The law requires refineries and importers to buy RINS. Wall Street and Big Oil have gotten into the act, vastly inflating the cost of RINS. Billions of dollars are being made trading in RINS. This price tag means that many merchant refineries are on the brink of bankruptcy. Icahn explains a possible result:

If merchant refiners go under, the Big Oil oligopolies will be strengthened and gasoline prices will go up, with ripple effects throughout the economy—lower consumer spending, decreased travel, higher shipping costs, increased unemployment, labor market monopsony, decreased consumer confidence, higher food prices, and less public funding for priorities like education. The failure of multiple refineries would absolutely wreck America’s economy.

Just let me interject that we already likely spend too much on education for the results we are getting, but the rest of this is sobering. The EPA is not alarmed by the high price of RINS, arguing that this forces more bio-fuel spending. Icahn says that instead of spending on bio-fuel, many of those who would be able to do so merely retain their RINS profits. Fraud, as you might expect, is widespread.

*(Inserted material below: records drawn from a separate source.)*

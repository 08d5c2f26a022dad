/// Octree-indexed scene manager.
///
/// Static objects are pushed down a lazily built octree. Two flat lists
/// complete the index:
/// - far objects: static objects centered outside the root box
/// - dynamic objects: every object whose type is dynamic, scanned each frame
///
/// A dynamic object that reports a move during `update` is also reinserted
/// into the octree (or the far list). Queries skip dynamic objects met in
/// the octree or far list, so each object is reported at most once.

use std::collections::VecDeque;
use std::sync::Arc;
use glam::Vec3;
use crate::batch::BatchData;
use crate::camera::Camera;
use crate::log::Logger;
use crate::math::{BoundingSphere, Ray};
use crate::{engine_debug, engine_trace};
use super::octree_scene_node::{Octree, OctreeBox, OctreeSceneNode};
use super::scene_manager::{ObjectFilter, SceneManager, SceneObjectStore};
use super::scene_node::NodeId;
use super::scene_object::{ObjectEntry, SceneObject, SceneObjectKey};

const LOG_SOURCE: &str = "galaxy3d::OctreeSceneManager";

/// Level-of-detail thresholds, in multiples of the bounding sphere radius
const LEVEL_THRESHOLDS: [f32; 4] = [1.4, 2.5, 4.0, 5.5];

// ===== CONFIG =====

/// Octree scene manager configuration
#[derive(Debug, Clone, Copy)]
pub struct OctreeSceneManagerConfig {
    /// Center of the indexed cube
    pub world_center: Vec3,
    /// Edge length of the indexed cube
    pub world_size: f32,
    /// Nodes are not subdivided into octants whose quarter length would
    /// not exceed this size
    pub minimum_bv_size: f32,
}

impl Default for OctreeSceneManagerConfig {
    fn default() -> Self {
        Self {
            world_center: Vec3::ZERO,
            world_size: 2048.0,
            minimum_bv_size: 16.0,
        }
    }
}

// ===== MANAGER =====

pub struct OctreeSceneManager {
    logger: Arc<dyn Logger>,
    store: SceneObjectStore,
    octree: Octree,
    /// Root bounds, computed once at construction
    root_min: Vec3,
    root_max: Vec3,
    far_objects: Vec<SceneObjectKey>,
    dynamic_objects: Vec<SceneObjectKey>,
    /// Breadth-first traversal queue, reused across queries
    queue: VecDeque<NodeId>,
    /// Objects flagged for relocation during `update`
    relocations: Vec<SceneObjectKey>,
}

impl OctreeSceneManager {
    pub fn new(config: OctreeSceneManagerConfig, logger: Arc<dyn Logger>) -> Self {
        let root_box = OctreeBox::new(config.world_center, config.world_size);

        engine_debug!(logger, LOG_SOURCE,
            "Created octree: center {:?}, size {}, minimum BV size {}",
            config.world_center, config.world_size, config.minimum_bv_size);

        Self {
            logger,
            store: SceneObjectStore::new(),
            octree: Octree::new(root_box, config.minimum_bv_size),
            root_min: root_box.get_min(),
            root_max: root_box.get_max(),
            far_objects: Vec::new(),
            dynamic_objects: Vec::new(),
            queue: VecDeque::new(),
            relocations: Vec::new(),
        }
    }

    // ===== STATISTICS =====

    /// Number of octree nodes created so far (root included)
    pub fn node_count(&self) -> usize {
        self.octree.node_count()
    }

    pub fn root(&self) -> &OctreeSceneNode {
        self.octree.root()
    }

    pub fn node(&self, id: NodeId) -> Option<&OctreeSceneNode> {
        (id.0 < self.octree.node_count()).then(|| self.octree.node(id))
    }

    /// Depth of the node holding an object (root = 0)
    pub fn depth_of(&self, key: SceneObjectKey) -> Option<u32> {
        let holder = self.store.get(key)?.node?;
        Some(self.octree.node(holder).depth())
    }

    pub fn is_far_object(&self, key: SceneObjectKey) -> bool {
        self.store.get(key).is_some_and(|entry| entry.far)
    }

    pub fn is_dynamic_object(&self, key: SceneObjectKey) -> bool {
        self.dynamic_objects.contains(&key)
    }

    pub fn far_objects(&self) -> &[SceneObjectKey] {
        &self.far_objects
    }

    pub fn dynamic_objects(&self) -> &[SceneObjectKey] {
        &self.dynamic_objects
    }

    // ===== CLASSIFICATION =====

    /// Whether a position lies outside the root box (the boundary is inside).
    pub fn qualifies_far_object(&self, position: Vec3) -> bool {
        position.x < self.root_min.x || position.x > self.root_max.x
            || position.y < self.root_min.y || position.y > self.root_max.y
            || position.z < self.root_min.z || position.z > self.root_max.z
    }

    /// Place an object either in the far list or in the octree.
    fn add_static_object(&mut self, key: SceneObjectKey) {
        let Some(center) = self.store.get(key).map(|entry| entry.object.bounding_sphere().center) else {
            return;
        };
        let far = self.qualifies_far_object(center);
        let Some(entry) = self.store.get_mut(key) else {
            return;
        };

        if far {
            if !entry.far {
                entry.far = true;
                self.far_objects.push(key);
            }
            return;
        }

        if entry.far {
            entry.far = false;
            self.far_objects.retain(|&k| k != key);
        }
        let holder = self.octree.add_object(NodeId::ROOT, key, entry);
        engine_trace!(self.logger, LOG_SOURCE, "Object {:?} attached to node {}", key, holder.index());
    }

    /// Detach an object from the octree and the far list.
    fn remove_from_index(
        octree: &mut Octree,
        far_objects: &mut Vec<SceneObjectKey>,
        key: SceneObjectKey,
        entry: &mut ObjectEntry,
    ) {
        if entry.node.is_some() {
            octree.remove_object(NodeId::ROOT, key, entry);
        }
        // Safe no-op when the object is not listed
        entry.far = false;
        far_objects.retain(|&k| k != key);
    }

    /// Level-of-detail bucket from the eye distance (0..=3, or 4 when
    /// beyond every threshold).
    pub fn get_level(eye_position: Vec3, sphere: &BoundingSphere) -> usize {
        let distance = eye_position.distance(sphere.center);
        LEVEL_THRESHOLDS.iter()
            .position(|&threshold| distance < threshold * sphere.radius)
            .unwrap_or(LEVEL_THRESHOLDS.len())
    }

    fn add_to_batch(camera: &Camera, object: &dyn SceneObject, sphere: &BoundingSphere, batch: &mut BatchData) {
        let level = Self::get_level(camera.eye_position(), sphere);
        if object.has_sub_objects() {
            object.prepare_visible_objects(camera, batch);
        }
        batch.add_visible_object(object, level);
    }
}

impl SceneManager for OctreeSceneManager {
    fn add_object(&mut self, object: Box<dyn SceneObject>) -> SceneObjectKey {
        let dynamic = object.is_dynamic();
        let key = self.store.insert(object);
        if let Some(entry) = self.store.get_mut(key) {
            entry.object.on_added_to_scene(key);
        }

        if dynamic {
            self.dynamic_objects.push(key);
        } else {
            self.add_static_object(key);
        }
        key
    }

    fn remove_object(&mut self, key: SceneObjectKey) -> Option<Box<dyn SceneObject>> {
        let entry = self.store.get_mut(key)?;

        if entry.object.is_dynamic() {
            self.dynamic_objects.retain(|&k| k != key);
        }
        Self::remove_from_index(&mut self.octree, &mut self.far_objects, key, entry);
        entry.object.on_removed_from_scene();

        self.store.remove(key).map(|entry| entry.object)
    }

    fn object(&self, key: SceneObjectKey) -> Option<&dyn SceneObject> {
        self.store.get(key).map(|entry| entry.object.as_ref())
    }

    fn object_mut(&mut self, key: SceneObjectKey) -> Option<&mut dyn SceneObject> {
        let entry = self.store.get_mut(key)?;
        let object: &mut dyn SceneObject = entry.object.as_mut();
        Some(object)
    }

    fn object_count(&self) -> usize {
        self.store.len()
    }

    fn scene_node_of(&self, key: SceneObjectKey) -> Option<NodeId> {
        self.store.get(key)?.node
    }

    fn update(&mut self, delta_time: f32) {
        self.relocations.clear();
        for (key, entry) in self.store.iter_mut() {
            entry.object.update(delta_time);
            if entry.object.is_dynamic() && entry.object.requires_node_update() {
                entry.object.set_requires_node_update(false);
                self.relocations.push(key);
            }
        }

        let relocations = std::mem::take(&mut self.relocations);
        for &key in &relocations {
            if let Some(entry) = self.store.get_mut(key) {
                Self::remove_from_index(&mut self.octree, &mut self.far_objects, key, entry);
            }
            self.add_static_object(key);
        }
        self.relocations = relocations;
    }

    fn prepare_visible_objects(&mut self, camera: &Camera, batch: &mut BatchData) {
        let frustum = camera.frustum();

        self.queue.clear();
        self.queue.push_back(NodeId::ROOT);

        while let Some(id) = self.queue.pop_front() {
            let node = self.octree.node(id);
            if !frustum.intersects_sphere(node.bounding_sphere()) {
                continue;
            }
            self.queue.extend(node.children());

            for &key in node.objects() {
                let Some(entry) = self.store.get(key) else { continue };
                if entry.object.is_dynamic() {
                    continue;
                }
                let sphere = entry.object.bounding_sphere();
                if frustum.intersects_sphere(&sphere) {
                    Self::add_to_batch(camera, entry.object.as_ref(), &sphere, batch);
                }
            }
        }

        for &key in &self.far_objects {
            let Some(entry) = self.store.get(key) else { continue };
            if entry.object.is_dynamic() {
                continue;
            }
            let sphere = entry.object.bounding_sphere();
            if frustum.intersects_sphere(&sphere) {
                Self::add_to_batch(camera, entry.object.as_ref(), &sphere, batch);
            }
        }

        for &key in &self.dynamic_objects {
            let Some(entry) = self.store.get(key) else { continue };
            let sphere = entry.object.bounding_sphere();
            if frustum.intersects_sphere(&sphere) {
                Self::add_to_batch(camera, entry.object.as_ref(), &sphere, batch);
            }
        }
    }

    fn find_object(&mut self, ray: &Ray, filter: Option<ObjectFilter<'_>>) -> Option<SceneObjectKey> {
        assert!(self.queue.is_empty(), "find_object entered with a non-empty traversal queue");

        let mut nearest: Option<(SceneObjectKey, f32)> = None;
        let store = &self.store;
        let mut consider = |key: SceneObjectKey, entry: &ObjectEntry| {
            let sphere = entry.object.bounding_sphere();
            if ray.intersects_sphere(&sphere).is_none() || !entry.object.intersects_selection_ray(ray) {
                return;
            }
            if let Some(filter) = filter {
                if !filter(key, entry.object.as_ref()) {
                    return;
                }
            }
            let distance = sphere.distance_squared(ray.origin);
            if nearest.map_or(true, |(_, best)| distance < best) {
                nearest = Some((key, distance));
            }
        };

        self.queue.push_back(NodeId::ROOT);
        while let Some(id) = self.queue.pop_front() {
            let node = self.octree.node(id);
            if ray.intersects_sphere(node.bounding_sphere()).is_none() {
                continue;
            }
            self.queue.extend(node.children());

            for &key in node.objects() {
                if let Some(entry) = store.get(key) {
                    if !entry.object.is_dynamic() {
                        consider(key, entry);
                    }
                }
            }
        }

        for &key in &self.far_objects {
            if let Some(entry) = store.get(key) {
                if !entry.object.is_dynamic() {
                    consider(key, entry);
                }
            }
        }
        for &key in &self.dynamic_objects {
            if let Some(entry) = store.get(key) {
                consider(key, entry);
            }
        }

        nearest.map(|(key, _)| key)
    }
}

#[cfg(test)]
#[path = "octree_scene_manager_tests.rs"]
mod tests;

Icahn says that we have a chance to deal with this now:

If the small and merchant refineries start shutting down, it will jeopardize the economy and national security alike. The Trump administration, with new leadership at the EPA, should move quickly next year to reform the biofuels mandate and forestall the crisis.

Under President Obama, who seized upon the bureaucracies as a way to govern, primarily through regulations, the already powerful EPA became more out of control.

RINS are just one of the reasons the EPA needs to be reined in by a new administration.